La notte tra domenica e lunedì, la giungla è stata picchiata e sanguinata dall'ex compagno dell'allenatore Alain Schmitt, che ha sfogato sulla sua rabbia che è nata dal suo rifiuto di accompagnarla a formare la squadra Judo femminile in Israele.
Providcialally, la chiamata del vicino, che dopo aver salvato la ragazza, ha chiamato la polizia.

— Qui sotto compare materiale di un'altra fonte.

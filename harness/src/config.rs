//! General, test-unrelated configuration every harness is built against
//! (§4.G / §6): which libraries to differentially test, the default
//! array width, the word size, and which verifier style to emit.
//!
//! Grounded in `original_source/sputnik/crafter.py::TestHarness.load_general_config`.

use std::path::PathBuf;

use serde::Deserialize;

/// §4.G point 9: the clustering (new) verifier groups libraries into
/// equivalence classes before comparing; the traditional verifier does a
/// flat all-pairs comparison.
#[derive(Debug, Clone, Copy, PartialEq, Eq, Deserialize)]
#[serde(rename_all = "lowercase")]
pub enum VerifierKind {
    New,
    Traditional,
}

#[derive(Debug, Clone, Deserialize)]
pub struct SymexConfig {
    pub klee_headers: PathBuf,
}

#[derive(Debug, Clone, Deserialize)]
pub struct FuzzingConfig {
    #[serde(default)]
    pub extra_cflags: Vec<String>,
}

#[derive(Debug, Clone, Deserialize)]
pub struct GeneralConfig {
    pub libs: Vec<PathBuf>,
    pub general_max_array_width: usize,
    pub wordsize: u32,
    pub verifier: VerifierKind,
    pub symex: SymexConfig,
    pub fuzzing: FuzzingConfig,
}
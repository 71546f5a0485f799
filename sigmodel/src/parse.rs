//! The C-declaration grammar used throughout §4.B.
//!
//! A full recursive-descent C parser would be overkill: the inputs are
//! single-line declarations of the shape `RET_TYPE [*]* NAME(ARGS);`, where
//! neither `RET_TYPE` nor an argument's type ever contains a literal `(`
//! (no function-pointer parameters, no nested declarators). That lets the
//! grammar be split structurally — find the argument list, then run `nom`
//! combinators over each piece — instead of needing full backtracking.

use nom::{
    branch::alt,
    bytes::complete::tag,
    character::complete::{char, multispace1},
    combinator::opt,
    multi::many0_count,
    sequence::preceded,
    IResult,
};

use crate::variable::Variable;

fn stars(input: &str) -> IResult<&str, usize> {
    many0_count(char('*'))(input)
}

/// Strip a leading `"const "` token, if present.
fn strip_const(input: &str) -> &str {
    match opt(preceded(tag::<_, _, nom::error::Error<&str>>("const"), multispace1))(input) {
        Ok((rest, Some(_))) => rest,
        _ => input,
    }
}

/// Split `"unsigned int **y"` into a type run and a stars+name run by
/// finding the last whitespace character that precedes them — the same
/// split point a greedy `(.*)\s([*]*)([^;]*)` regex would pick.
fn split_type_and_tail(input: &str) -> Option<(&str, &str)> {
    let idx = input.trim_end().rfind(char::is_whitespace)?;
    Some((&input[..idx], input[idx + 1..].trim()))
}

/// Parse a single argument/variable fragment, e.g. `"const char *s"`.
pub fn parse_variable_fragment(fragment: &str, default_array_size: i64) -> Option<Variable> {
    let fragment = fragment.trim();
    let fragment = fragment.strip_suffix(';').unwrap_or(fragment).trim_end();
    let body = strip_const(fragment);

    let (type_run, tail) = split_type_and_tail(body)?;
    let (name, ptr_depth) = stars(tail)
        .ok()
        .map(|(name, ptr_depth)| (name.trim(), ptr_depth))?;

    if name.is_empty() || type_run.trim().is_empty() {
        return None;
    }

    let array_size = if ptr_depth > 0 { default_array_size } else { -1 };
    Some(Variable {
        type_: type_run.trim().to_string(),
        name: name.to_string(),
        ptr_depth,
        array_size,
        value: None,
    })
}

/// The parsed pieces of a full declaration `RET [*]*NAME(ARGS);`.
pub struct RawDeclaration<'a> {
    pub ret_type: &'a str,
    pub ret_ptr_depth: usize,
    pub name: &'a str,
    pub args: &'a str,
}

fn name_token(input: &str) -> IResult<&str, &str> {
    nom::bytes::complete::take_while1(|c: char| c.is_alphanumeric() || c == '_' || c == '$')(
        input,
    )
}

fn stars_then_name(input: &str) -> IResult<&str, (usize, &str)> {
    let (input, depth) = stars(input)?;
    let (input, name) = alt((name_token, nom::combinator::success("")))(input)?;
    Ok((input, (depth, name)))
}

/// Parse the whole declaration line, locating the arguments by the first
/// `(` and the return type / function name by the rightmost whitespace
/// before it, mirroring the original greedy `re.match` behaviour exactly.
pub fn parse_declaration(line: &str) -> Option<RawDeclaration<'_>> {
    let line = line.trim();
    let line = line.strip_suffix(';').unwrap_or(line);
    let line = line.trim_end();
    let close = line.rfind(')')?;
    if !line.ends_with(')') {
        return None;
    }
    let open = line.find('(')?;
    if open >= close {
        return None;
    }
    let args = &line[open + 1..close];
    let prefix = line[..open].trim_end();
    let (ret_type, tail) = split_type_and_tail(prefix)?;
    let (_, (ptr_depth, name)) = stars_then_name(tail).ok()?;
    if name.is_empty() {
        return None;
    }
    Some(RawDeclaration {
        ret_type: ret_type.trim(),
        ret_ptr_depth: ptr_depth,
        name,
        args,
    })
}

/// Split an argument list on top-level commas. There is no nesting to
/// worry about (§4.B excludes function-pointer parameters), so a plain
/// split suffices — `original_source/sputnik/language.py` does the same
/// with `str.split(", ")`.
pub fn split_args(args: &str) -> Vec<&str> {
    let args = args.trim();
    if args.is_empty() || args == "void" {
        return Vec::new();
    }
    args.split(',').map(str::trim).collect()
}
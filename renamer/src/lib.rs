//! Symbol renaming over LLVM IR text (§4.C): every symbol a translation
//! unit *defines* (as opposed to merely references) gets a new name, so
//! that several libraries' object files can coexist in one linked binary
//! without colliding on `strcpy`, `malloc`, and the like.
//!
//! Grounded line-for-line in `original_source/sputnik/rename.py`. Two
//! differences from the original: `regex` has no lookaround, so the
//! `(?!internal|private|...)` negative lookaheads are checked as plain
//! string prefixes before the structural regex runs; and an empty mapping
//! is a no-op here rather than the `KeyError` it would raise in Python.

use std::fs;
use std::path::Path;
use std::sync::OnceLock;

use diagnostics::SputnikError;
use regex::Regex;

fn variable_re() -> &'static Regex {
    static RE: OnceLock<Regex> = OnceLock::new();
    RE.get_or_init(|| Regex::new(r"^@(\S+) = (.*)$").unwrap())
}

fn function_name_re() -> &'static Regex {
    static RE: OnceLock<Regex> = OnceLock::new();
    RE.get_or_init(|| Regex::new(r#"^([^("]+|"[^"]*")\("#).unwrap())
}

const SUPPRESSED_LINKAGES: [&str; 4] = ["internal", "private", "appending", "external"];

/// A symbol defined on this line, distinguishing only for documentation
/// purposes — both kinds are renamed the same way.
fn detect_symbol(line: &str) -> Option<&str> {
    if let Some(caps) = variable_re().captures(line) {
        let rest = caps.get(2).unwrap().as_str();
        if !SUPPRESSED_LINKAGES.iter().any(|kw| starts_with_word(rest, kw)) {
            return Some(caps.get(1).unwrap().as_str());
        }
        return None;
    }

    let rest = line.strip_prefix("define ")?;
    if SUPPRESSED_LINKAGES[..2]
        .iter()
        .any(|kw| starts_with_word(rest, kw))
    {
        return None;
    }
    let at_pos = rest.find('@')?;
    let after_at = &rest[at_pos + 1..];
    let caps = function_name_re().captures(after_at)?;
    Some(caps.get(1).unwrap().as_str())
}

fn starts_with_word(haystack: &str, word: &str) -> bool {
    haystack.strip_prefix(word).is_some()
}

/// Build the `@old -> @new` mapping for every symbol `content` defines,
/// in order of first appearance.
pub fn detect_names(content: &str, sub: impl Fn(&str) -> String) -> Vec<(String, String)> {
    let mut mapping = Vec::new();
    let mut seen = std::collections::HashSet::new();
    for line in content.lines() {
        if let Some(name) = detect_symbol(line) {
            let key = format!("@{}", name);
            if seen.insert(key.clone()) {
                mapping.push((key, format!("@{}", sub(name))));
            }
        }
    }
    mapping
}

/// Apply `mapping` to every line of `content`, replacing each occurrence
/// of a mapped key with its substitution.
pub fn substitute_text(content: &str, mapping: &[(String, String)]) -> String {
    if mapping.is_empty() {
        return content.to_string();
    }

    let lookup: std::collections::HashMap<&str, &str> = mapping
        .iter()
        .map(|(k, v)| (k.as_str(), v.as_str()))
        .collect();
    let pattern = mapping
        .iter()
        .map(|(k, _)| regex::escape(k))
        .collect::<Vec<_>>()
        .join("|");
    let re = Regex::new(&pattern).expect("symbol names are escaped, pattern is always valid");

    let mut out = String::with_capacity(content.len());
    for line in content.lines() {
        let replaced = re.replace_all(line, |caps: &regex::Captures| {
            lookup.get(caps.get(0).unwrap().as_str()).copied().unwrap_or("")
        });
        out.push_str(&replaced);
        out.push('\n');
    }
    out
}

fn prefix_name(name: &str, prefix: &str) -> String {
    let underscore_count = name.chars().take_while(|&c| c == '_').count();
    let (leading, rest) = name.split_at(underscore_count);
    format!("{}{}_{}", leading, prefix, rest)
}

/// Rename every symbol `src` defines by prepending `prefix`, writing the
/// result to `dest`. Returns the `@old -> @new` mapping that was applied.
pub fn rename(dest: &Path, src: &Path, prefix: &str) -> Result<Vec<(String, String)>, SputnikError> {
    let content = fs::read_to_string(src)?;
    let mapping = detect_names(&content, |name| prefix_name(name, prefix));
    let rewritten = substitute_text(&content, &mapping);
    fs::write(dest, rewritten)?;
    Ok(mapping)
}

#[cfg(test)]
mod tests {
    use super::*;

    #[test]
    fn detects_defined_global_variable() {
        let ir = "@errno = global i32 0, align 4\n";
        let mapping = detect_names(ir, |n| format!("lib_{}", n));
        assert_eq!(mapping, vec![("@errno".to_string(), "@lib_errno".to_string())]);
    }

    #[test]
    fn ignores_external_and_private_variables() {
        let ir = "\
@x = external global i32
@y = private global i32 0
@z = appending global [1 x i8*] []
";
        assert!(detect_names(ir, |n| n.to_string()).is_empty());
    }

    #[test]
    fn detects_defined_function() {
        let ir = "define i32 @strcpy(i8* %dest, i8* %src) {\n";
        let mapping = detect_names(ir, |n| format!("lib_{}", n));
        assert_eq!(
            mapping,
            vec![("@strcpy".to_string(), "@lib_strcpy".to_string())]
        );
    }

    #[test]
    fn ignores_internal_and_private_functions() {
        let ir = "\
define internal i32 @helper(i32 %x) {
define private void @hidden() {
";
        assert!(detect_names(ir, |n| n.to_string()).is_empty());
    }

    #[test]
    fn ignores_declarations_and_calls() {
        let ir = "\
declare i32 @printf(i8*, ...)
  %1 = call i32 @strcpy(i8* %a, i8* %b)
";
        assert!(detect_names(ir, |n| n.to_string()).is_empty());
    }

    #[test]
    fn prefix_preserves_leading_underscores() {
        assert_eq!(prefix_name("strcpy", "musl"), "musl_strcpy");
        assert_eq!(prefix_name("_IO_gets", "musl"), "_musl_IO_gets");
    }

    #[test]
    fn substitute_rewrites_every_occurrence() {
        let ir = "define i32 @strcpy(i8* %d, i8* %s) {\n  %r = call i32 @strcpy(i8* %d, i8* %s)\n  ret i32 %r\n}\n";
        let mapping = detect_names(ir, |n| prefix_name(n, "musl"));
        let rewritten = substitute_text(ir, &mapping);
        assert!(rewritten.contains("@musl_strcpy"));
        assert!(!rewritten.contains("@strcpy(") || rewritten.matches("@strcpy(").count() == 0);
    }

    #[test]
    fn substitute_is_noop_on_empty_mapping() {
        let ir = "declare i32 @printf(i8*, ...)\n";
        assert_eq!(substitute_text(ir, &[]), ir);
    }
}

Alan Schmittt è finito in prigione per circa 48 ore e sarà processato martedì prima della Bobbygny Court. Margaux Pinot è stato portato all'ospedale di Bobbyny con un congedo di 8 giorni. Secondo la gente vicina, non può ancora aprire i suoi occhi.
Dans la nuit de summitdi à dimanche, jíai été vittie dão engagement à mon domicile par mon compagnon et entraöneur.
Jéai été Inululée, rouée de coupés de pings,
Fammi vedere un'été frappée au sol à plusiurs reception. Et finalment étrgrege. Pic.twitter. Com/Ghbwg8 NVQ(MargauxPinot) Dicembre 1, 2021
Così l'allenatore si è rivolto ai francesi, annunciando la sua decisione di andare in Israele: “Costruirò le auto. Ragazze che strappano il tappeto Margaux si rifiutò di accettare la provocazione, poiché non aveva mai immaginato di lasciare la Francia. Che il suo ragazzo non ha mai accettato.
Quindi l'unica risposta che poteva dare era una grandine di pugni sulla faccia del nuovo atleta. Anche se colto di sorpresa, Margaux era in grado di liberarsi del suo sangue - faccia piena e capelli, e lei era in grado di rifugiarsi nel suo vicino.
Le foto pubblicate dopo l'aggressione sono state scioccanti, con una faccia sporgente e un occhio di fango, senza la luce e l'entusiasmo che hanno segnato la carriera del campione francese.
Per Schmitt, le sanzioni saranno esemplari, dal momento che ha trascorso intere sessioni di formazione ripetendo al suo studente “non sarete mai forti come un uomo”, alla fine si è dimostrata più forte.